Search is not the only battle Microsoft is fighting with Google. With Google’s open source versions of Google Apps, Google Chrome and now Google Chrome OS in the pipeline, Microsoft is being forced to launch their own limited Office version that will be available free to Windows Live users. Further, many believe that netbooks could also soon migrate to the simpler and cheaper Google Android platform, possibly poking a hole Microsoft’s dream of dominating the OS market for the segment.

Things are also heating up with Apple, as was evident in the recent ad war which prompted Apple to lower some of its laptop prices. Microsoft is set to open retail stores in the neighborhoods in which Apple’s stores are located to directly compete with the more expensive Macs.

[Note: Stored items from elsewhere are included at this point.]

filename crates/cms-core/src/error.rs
//! Domain errors

use thiserror::Error;
use uuid::Uuid;

use crate::tree::TreeError;

#[derive(Error, Debug)]
pub enum DomainError {
    #[error("Menu item not found: {0}")]
    MenuItemNotFound(Uuid),

    #[error("Parent menu item not found: {0}")]
    ParentNotFound(Uuid),

    #[error("Menu location not found: {0}")]
    MenuLocationNotFound(String),

    #[error("Menu location slug already exists: {0}")]
    SlugAlreadyExists(String),

    #[error("Maximum menu depth exceeded: level {depth} is deeper than the allowed {max} levels")]
    MaxDepthExceeded { depth: u32, max: u32 },

    #[error("{0}")]
    InvalidMove(String),

    #[error("Menu tree is corrupted: cycle detected at menu item {0}")]
    CorruptedTree(Uuid),

    #[error("Validation error: {0}")]
    ValidationError(String),

    #[error("Reference violation: {0}")]
    ReferenceViolation(String),

    #[error("Database error: {0}")]
    DatabaseError(String),
}

impl From<validator::ValidationErrors> for DomainError {
    fn from(errors: validator::ValidationErrors) -> Self {
        DomainError::ValidationError(errors.to_string())
    }
}

impl From<TreeError> for DomainError {
    fn from(error: TreeError) -> Self {
        match error {
            TreeError::NodeNotFound(id) => DomainError::MenuItemNotFound(id),
            TreeError::ParentNotFound(id) => DomainError::ParentNotFound(id),
            TreeError::Cycle(id) => DomainError::CorruptedTree(id),
            TreeError::DepthExceeded { depth, .. } => DomainError::MaxDepthExceeded {
                depth,
                max: cms_shared::constants::MAX_MENU_DEPTH,
            },
        }
    }
}
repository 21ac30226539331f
//! Admin endpoints for menu locations

use axum::{
    extract::{
        rejection::{JsonRejection, PathRejection},
        Path, State,
    },
    http::StatusCode,
    Extension, Json,
};
use uuid::Uuid;

use cms_core::domain::{MenuLocation, MenuLocationChanges, NewMenuLocation};

use crate::dto::MessageResponse;
use crate::error::ApiError;
use crate::middleware::AuthUser;
use crate::state::AppState;

pub async fn list_menu_locations(
    State(state): State<AppState>,
) -> Result<Json<Vec<MenuLocation>>, ApiError> {
    Ok(Json(state.menu_locations.list().await?))
}

pub async fn get_menu_location(
    State(state): State<AppState>,
    id: Result<Path<Uuid>, PathRejection>,
) -> Result<Json<MenuLocation>, ApiError> {
    let Path(id) = id?;
    Ok(Json(state.menu_locations.get(&id).await?))
}

pub async fn create_menu_location(
    State(state): State<AppState>,
    Extension(user): Extension<AuthUser>,
    payload: Result<Json<NewMenuLocation>, JsonRejection>,
) -> Result<(StatusCode, Json<MenuLocation>), ApiError> {
    let Json(draft) = payload?;
    tracing::info!("User {} creates menu location '{}'", user.subject, draft.name);

    let location = state.menu_locations.create(draft).await?;
    Ok((StatusCode::CREATED, Json(location)))
}

pub async fn update_menu_location(
    State(state): State<AppState>,
    Extension(user): Extension<AuthUser>,
    id: Result<Path<Uuid>, PathRejection>,
    payload: Result<Json<MenuLocationChanges>, JsonRejection>,
) -> Result<Json<MenuLocation>, ApiError> {
    let Path(id) = id?;
    let Json(changes) = payload?;
    tracing::info!("User {} updates menu location {}", user.subject, id);

    Ok(Json(state.menu_locations.update(&id, changes).await?))
}

/// Deleting a location also deletes every item in it
pub async fn delete_menu_location(
    State(state): State<AppState>,
    Extension(user): Extension<AuthUser>,
    id: Result<Path<Uuid>, PathRejection>,
) -> Result<Json<MessageResponse>, ApiError> {
    let Path(id) = id?;
    tracing::info!("User {} deletes menu location {}", user.subject, id);

    state.menu_locations.delete(&id).await?;
    Ok(Json(MessageResponse::new("Menu location deleted")))
}
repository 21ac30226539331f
//! Request middleware

pub mod auth;

pub use auth::{require_auth, AuthUser};
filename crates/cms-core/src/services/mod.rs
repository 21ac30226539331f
//! Domain services (business logic)

pub mod menu_item_service;
pub mod menu_location_service;

pub use menu_item_service::{MenuItemService, MenuListing};
pub use menu_location_service::{MenuLocationService, PublicMenu};
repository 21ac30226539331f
use std::sync::Arc;

use sqlx::PgPool;

use cms_core::services::{MenuItemService, MenuLocationService};
use cms_security::JwtService;

#[derive(Clone)]
pub struct AppState {
    pub menu_items: Arc<MenuItemService>,
    pub menu_locations: Arc<MenuLocationService>,
    pub jwt: Arc<JwtService>,
    /// Probed by the readiness check. `None` reports not ready.
    pub db: Option<PgPool>,
}
//! Flat rows to nested menu tree (read path, no validation).

use std::collections::HashMap;

use serde::Serialize;
use uuid::Uuid;

use crate::domain::MenuItem;

#[derive(Debug, Clone, PartialEq, Serialize)]
pub struct MenuTreeNode {
    #[serde(flatten)]
    pub item: MenuItem,
    pub children: Vec<MenuTreeNode>,
}

/// Nests `items` under their parents. Items whose parent is null or missing
/// from the list become roots. Sibling order follows input order.
pub fn assemble_tree(items: Vec<MenuItem>) -> Vec<MenuTreeNode> {
    let mut index: HashMap<Uuid, usize> = HashMap::with_capacity(items.len());
    for (idx, item) in items.iter().enumerate() {
        index.entry(item.id).or_insert(idx);
    }

    let mut children: Vec<Vec<usize>> = vec![Vec::new(); items.len()];
    let mut roots = Vec::new();
    for (idx, item) in items.iter().enumerate() {
        match item.parent_id.and_then(|pid| index.get(&pid).copied()) {
            Some(parent_idx) => children[parent_idx].push(idx),
            None => roots.push(idx),
        }
    }

    let mut slots: Vec<Option<MenuItem>> = items.into_iter().map(Some).collect();
    roots
        .into_iter()
        .filter_map(|idx| build_node(idx, &mut slots, &children))
        .collect()
}

fn build_node(
    idx: usize,
    slots: &mut [Option<MenuItem>],
    children: &[Vec<usize>],
) -> Option<MenuTreeNode> {
    let item = slots[idx].take()?;
    let nested = children[idx]
        .iter()
        .filter_map(|&child| build_node(child, slots, children))
        .collect();

    Some(MenuTreeNode {
        item,
        children: nested,
    })
}

/// Drops inactive nodes together with everything below them.
pub fn prune_inactive(nodes: Vec<MenuTreeNode>) -> Vec<MenuTreeNode> {
    nodes
        .into_iter()
        .filter(|node| node.item.is_active)
        .map(|node| MenuTreeNode {
            children: prune_inactive(node.children),
            item: node.item,
        })
        .collect()
}
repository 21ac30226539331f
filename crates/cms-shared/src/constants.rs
//! Application-wide constants

/// Deepest level a menu item may occupy (root = 1).
pub const MAX_MENU_DEPTH: u32 = 3;
pub const DEFAULT_MENU_URL: &str = "#";
pub const MAX_BULK_ORDER_ITEMS: usize = 500;
pub const AUTH_COOKIE_NAME: &str = "token";
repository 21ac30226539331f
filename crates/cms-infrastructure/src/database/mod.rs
//! Database module (PostgreSQL adapters)

pub mod connection;
pub mod migrations;
pub mod postgres;

pub use connection::{check_connection, create_pool};
pub use migrations::run_migrations;
pub use postgres::{PgMenuItemRepository, PgMenuLocationRepository};
//! Request and response bodies that are not domain entities

use serde::{Deserialize, Serialize};
use uuid::Uuid;
use validator::{Validate, ValidationError};

use cms_core::domain::{MenuItem, OrderUpdate};
use cms_core::tree::MenuTreeNode;
use cms_shared::constants::MAX_BULK_ORDER_ITEMS;

#[derive(Debug, Deserialize)]
pub struct MenuItemListQuery {
    pub location_id: Uuid,
}

/// Missing `parent_id` asks about moving to the root level
#[derive(Debug, Deserialize)]
pub struct CanMoveQuery {
    #[serde(default)]
    pub parent_id: Option<Uuid>,
}

#[derive(Debug, Serialize)]
pub struct MenuItemListResponse {
    pub data: Vec<MenuTreeNode>,
    pub flat: Vec<MenuItem>,
}

fn validate_batch_size(items: &[OrderUpdate]) -> Result<(), ValidationError> {
    if items.is_empty() || items.len() > MAX_BULK_ORDER_ITEMS {
        let mut error = ValidationError::new("batch_size");
        error.message = Some(
            format!("items must contain between 1 and {} entries", MAX_BULK_ORDER_ITEMS).into(),
        );
        return Err(error);
    }
    Ok(())
}

#[derive(Debug, Deserialize, Validate)]
pub struct BulkOrderRequest {
    #[validate(custom(function = "validate_batch_size"))]
    pub items: Vec<OrderUpdate>,
}

#[derive(Debug, Serialize)]
pub struct BulkOrderResponse {
    pub message: String,
    pub updated: u64,
}

#[derive(Debug, Serialize)]
pub struct MessageResponse {
    pub message: String,
}

impl MessageResponse {
    pub fn new(message: impl Into<String>) -> Self {
        Self {
            message: message.into(),
        }
    }
}

#[cfg(test)]
mod tests {
    use super::*;

    fn batch(len: usize) -> BulkOrderRequest {
        BulkOrderRequest {
            items: (0..len)
                .map(|n| OrderUpdate {
                    id: Uuid::new_v4(),
                    sort_order: n as i32,
                    parent_id: None,
                })
                .collect(),
        }
    }

    #[test]
    fn test_batch_size_follows_shared_limit() {
        assert!(batch(0).validate().is_err());
        assert!(batch(1).validate().is_ok());
        assert!(batch(MAX_BULK_ORDER_ITEMS).validate().is_ok());
        assert!(batch(MAX_BULK_ORDER_ITEMS + 1).validate().is_err());
    }
}
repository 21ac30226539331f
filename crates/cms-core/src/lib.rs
//! # CMS Core
//! 
//! Menu domain entities, tree invariants, services, and repository traits.

pub mod domain;
pub mod tree;
pub mod services;
pub mod repositories;
pub mod error;

// Re-export domain entities
pub use domain::*;
pub use error::DomainError;
//! Common types

use uuid::Uuid;

pub type EntityId = Uuid;

pub fn new_id() -> EntityId {
    Uuid::new_v4()
}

In the coming months, Microsoft is planning a series of new releases for Windows, Windows Server and Office. Of course, Windows 7 is the big one and is expected to be out in October of this year. Windows 7 will be able to run on low-power devices and provide better performance on high-powered devices, which should make end users happy while expanding the OS’s leadership. Hopefully Windows 7 will not be as big a disaster as Windows Vista was.

Microsoft’s stock fell 8% in the after-hours session to close at $23.80 with a market cap of $227.5 billion. Microsoft has plenty of cash, and the simplest thing to do right now would be to go out and acquire a portfolio of vertical search engines, and another set of SaaS companies. A good starting point for the latter would be Seattle-based Concur (NASDAQ:CNQR).

The two strategies would align Microsoft nicely with the Web 3.0 era.